Il en va de même pour les services de lecture 100% numériques comme le site Wattpad, Scribd ou les abonnements Kindle et Kobo qui ont bien du mal à être interprétés par ces chiffres.
Cependant, la baisse des ventes de livres est trop significative pour ne pas être analysée avec sérieux.
Car en réalité, les éditeurs américains jouent à un jeu dangereux depuis quelques années. Après des discussions longues entre éditeurs et libraires numériques, le système qui a été mis en place est celui du modèle d’agence.
Autrement dit, l’éditeur fixe lui-même le prix du livres numérique qui sera vendu au lecteur.
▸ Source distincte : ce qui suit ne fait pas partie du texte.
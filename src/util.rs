use std::path::Path;
use std::sync::mpsc;
use std::sync::OnceLock;
use std::thread;

use csv::Reader;
use itertools::Itertools;
use regex::Regex;
use tracing::debug;

use crate::error::{ClassifierError, Result};
use crate::types::{Document, Label};

/// Splits `list` into `num_threads` contiguous chunks, runs `f_thread` on each
/// chunk in its own scoped thread and concatenates the results in chunk order.
///
/// With a single thread (or fewer than two items) `f_thread` runs inline on the
/// whole list. The first chunk error is returned.
pub fn multi_thread_process_list<T1, T2, F>(
    list: &[T1],
    num_threads: usize,
    f_thread: F,
) -> Result<Vec<T2>>
    where
        T1: Sync,
        T2: Send,
        F: Fn(&[T1]) -> Result<Vec<T2>> + Sync
    {
    let list_size = list.len();
    if num_threads <= 1 || list_size < 2 {
        return f_thread(list);
    }

    let num_in_chunk = list_size.div_ceil(num_threads);
    debug!("{} total records, {} in chunk", list_size, num_in_chunk);

    let (tx, rx) = mpsc::channel::<(usize, Result<Vec<T2>>)>();
    thread::scope(|s| {
        for (i, chunk) in list.chunks(num_in_chunk).enumerate() {
            let ctx = tx.clone();
            let f = &f_thread;
            s.spawn(move || {
                // receiver outlives the scope
                let _ = ctx.send((i, f(chunk)));
            });
        }
    });
    drop(tx);

    let mut ret_val: Vec<T2> = Vec::with_capacity(list_size);
    for (_, rec) in rx.into_iter().sorted_by_key(|(i, _)| *i) {
        ret_val.extend(rec?);
    }
    Ok(ret_val)
}

/// Natural log that refuses non-positive or non-finite input instead of
/// returning `-inf`/`NaN`.
pub fn checked_ln(value: f64) -> Result<f64> {
    if value > 0.0 && value.is_finite() {
        Ok(value.ln())
    } else {
        Err(ClassifierError::MathDomain(value))
    }
}

fn word_regex() -> &'static Regex {
    static WORD_REGEX: OnceLock<Regex> = OnceLock::new();
    WORD_REGEX.get_or_init(|| Regex::new(r"[a-z]+(?:'[a-z]+)?").unwrap())
}

pub fn strip_special_characters(input: &str) -> String {
    let special_characters = "!@#$%^&*()_+-=[]{}\\|;:\",./<>?0123456789\n\r\t";
    input
        .to_lowercase()
        .chars()
        .map(|c| {
            if special_characters.contains(c) {
                ' '
            } else {
                c
            }
        })
        .collect()
}

pub fn tokenize(input: &str) -> Document {
    let stripped_input = strip_special_characters(input);
    word_regex()
        .find_iter(&stripped_input)
        .map(|m| String::from(m.as_str()))
        .collect_vec()
}

/// Reads a `label,text` csv (with header) into tokenized documents and labels.
pub fn get_input_data_csv<P: AsRef<Path>>(csv_file: P) -> Result<(Vec<Document>, Vec<Label>)> {
    let mut rdr = Reader::from_path(csv_file.as_ref())?;

    let mut documents = Vec::new();
    let mut labels = Vec::new();
    for result in rdr.records() {
        let r = result?;
        let raw_label = r.get(0).unwrap_or("").trim();
        let label_value = raw_label
            .parse::<i64>()
            .map_err(|_| ClassifierError::Config(format!("unparseable label `{}`", raw_label)))?;
        labels.push(Label::try_from(label_value)?);
        documents.push(tokenize(r.get(1).unwrap_or("")));
    }
    debug!("{} csv records read from {}", documents.len(), csv_file.as_ref().display());
    Ok((documents, labels))
}

/// Fraction of predictions matching the reference labels, 0.0 for empty input.
pub fn accuracy(predictions: &[Label], truth: &[Label]) -> f64 {
    if predictions.is_empty() {
        return 0.0;
    }
    let num_correct = predictions
        .iter()
        .zip(truth.iter())
        .filter(|(p, t)| p == t)
        .count();
    num_correct as f64 / predictions.len() as f64
}

pub fn get_percent(prob: f64) -> f64 {
    f64::round(prob * 10000.0) / 100.0
}
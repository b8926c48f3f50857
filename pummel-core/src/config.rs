#[cfg(feature = "serde")]
use serde::{Deserialize, Serialize};
use std::num::NonZeroU32;

/// How the aggregator decides that the result stream is finished.
#[derive(Debug, Copy, Clone, Default, PartialEq, Eq)]
#[cfg_attr(feature = "serde", derive(Serialize, Deserialize))]
#[cfg_attr(feature = "serde", serde(rename_all = "snake_case"))]
pub enum DrainPolicy {
    /// Wait until every producer has hung up and the buffer is empty.
    #[default]
    UntilClosed,
    /// Stop at the first poll which finds nothing buffered. Results produced after that point
    /// are not part of the summary.
    FirstGap,
}

#[derive(Debug, Clone, PartialEq, Eq)]
#[cfg_attr(feature = "serde", derive(Serialize, Deserialize))]
pub struct AggregatorConfig {
    /// Number of requests the run was asked to issue. Used as the divisor for the mean latency
    /// and the throughput.
    pub target_count: u64,
    #[cfg_attr(feature = "serde", serde(default))]
    pub drain: DrainPolicy,
}

impl AggregatorConfig {
    pub fn new(target_count: u64) -> Self {
        Self {
            target_count,
            drain: DrainPolicy::default(),
        }
    }

    pub fn drain(mut self, drain: DrainPolicy) -> Self {
        self.drain = drain;
        self
    }
}

/// Unit used for the `average` line of the report.
#[derive(Debug, Copy, Clone, Default, PartialEq, Eq)]
#[cfg_attr(feature = "serde", derive(Serialize, Deserialize))]
#[cfg_attr(feature = "serde", serde(rename_all = "snake_case"))]
pub enum LatencyUnit {
    #[default]
    Seconds,
    Nanoseconds,
}

#[derive(Debug, Clone, PartialEq, Eq)]
#[cfg_attr(feature = "serde", derive(Serialize, Deserialize))]
pub struct ReportConfig {
    pub average_unit: LatencyUnit,
    /// Print the status code distribution after the summary block.
    pub status_codes: bool,
}

impl Default for ReportConfig {
    fn default() -> Self {
        Self {
            average_unit: LatencyUnit::Seconds,
            status_codes: true,
        }
    }
}

impl ReportConfig {
    pub fn average_unit(mut self, unit: LatencyUnit) -> Self {
        self.average_unit = unit;
        self
    }

    pub fn status_codes(mut self, enabled: bool) -> Self {
        self.status_codes = enabled;
        self
    }
}

/// Token bucket parameters for byte-rate limiting.
///
/// One token is one byte. `burst` is both the bucket capacity and the largest chunk a
/// rate-limited reader will pull from its source in one go.
#[derive(Debug, Copy, Clone, PartialEq, Eq)]
#[cfg_attr(feature = "serde", derive(Serialize, Deserialize))]
pub struct LimiterConfig {
    pub bytes_per_second: NonZeroU32,
    pub burst: NonZeroU32,
}

impl LimiterConfig {
    /// Sustained rate of `bytes_per_second` with a burst of one second's worth of bytes.
    pub fn per_second(bytes_per_second: NonZeroU32) -> Self {
        Self {
            bytes_per_second,
            burst: bytes_per_second,
        }
    }

    pub fn burst(mut self, burst: NonZeroU32) -> Self {
        self.burst = burst;
        self
    }
}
Le site ou libraire numérique (Amazon, Kobo, Barnes&Noble / Nook, etc.) qui vend le livre pour liseuse ne peut plus appliquer lui-même une réduction sur le livre ou fixer seul son prix.
Comme c’était le cas, il y a encore quelques années lorsque les ventes d’ebooks explosaient aux USA : ventes des ebooks pour 2012 au USA.
La conclusion s’impose alors : dans de nombreux cas un ebook sera vendu plus cher qu’un livre papier aux USA ou avec une bête réduction de $1 ou $2. Un prix trop élevé pour que le lecteur privilégie le numérique au papier.
Oui, cela vous rappelle sans doute quelque chose : le modèle français…
Je pense donc que l’expérience est assez parlante : si le prix de la version numérique d’un livre est parfaitement étudiée et moins chère (assez nettement) que son équivalent papier, alors la valeur d’un ebook est mieux perçue et les gens achètent.
La volonté des éditeurs américains de sauvegarder le modèle du livre papier au détriment d’un marché potentiellement plus important et plus rémunérateur (il faut se souvenir que l’ebook est facile à distribuer partout dans le monde, contrairement au papier) est assez inquiétante pour l’avenir de cette industrie.
Que se passera-t-il lorsque certains auteurs en vogue se détourneront de ce modèle pour celui beaucoup plus rémunérateur de l’ebook ?
Avec l’exemple à succès du livre de Jean-Michel Aphatie, « La liberté de ma mère: Mai 68 au Pays Basque« , publié en ebook chez Amazon (2,99 euros seulement) en se passant d’un éditeur (même si un accord a été trouvé pour la distribution), on peut se dire que cela arrivera beaucoup plus vite qu’on ne le pense…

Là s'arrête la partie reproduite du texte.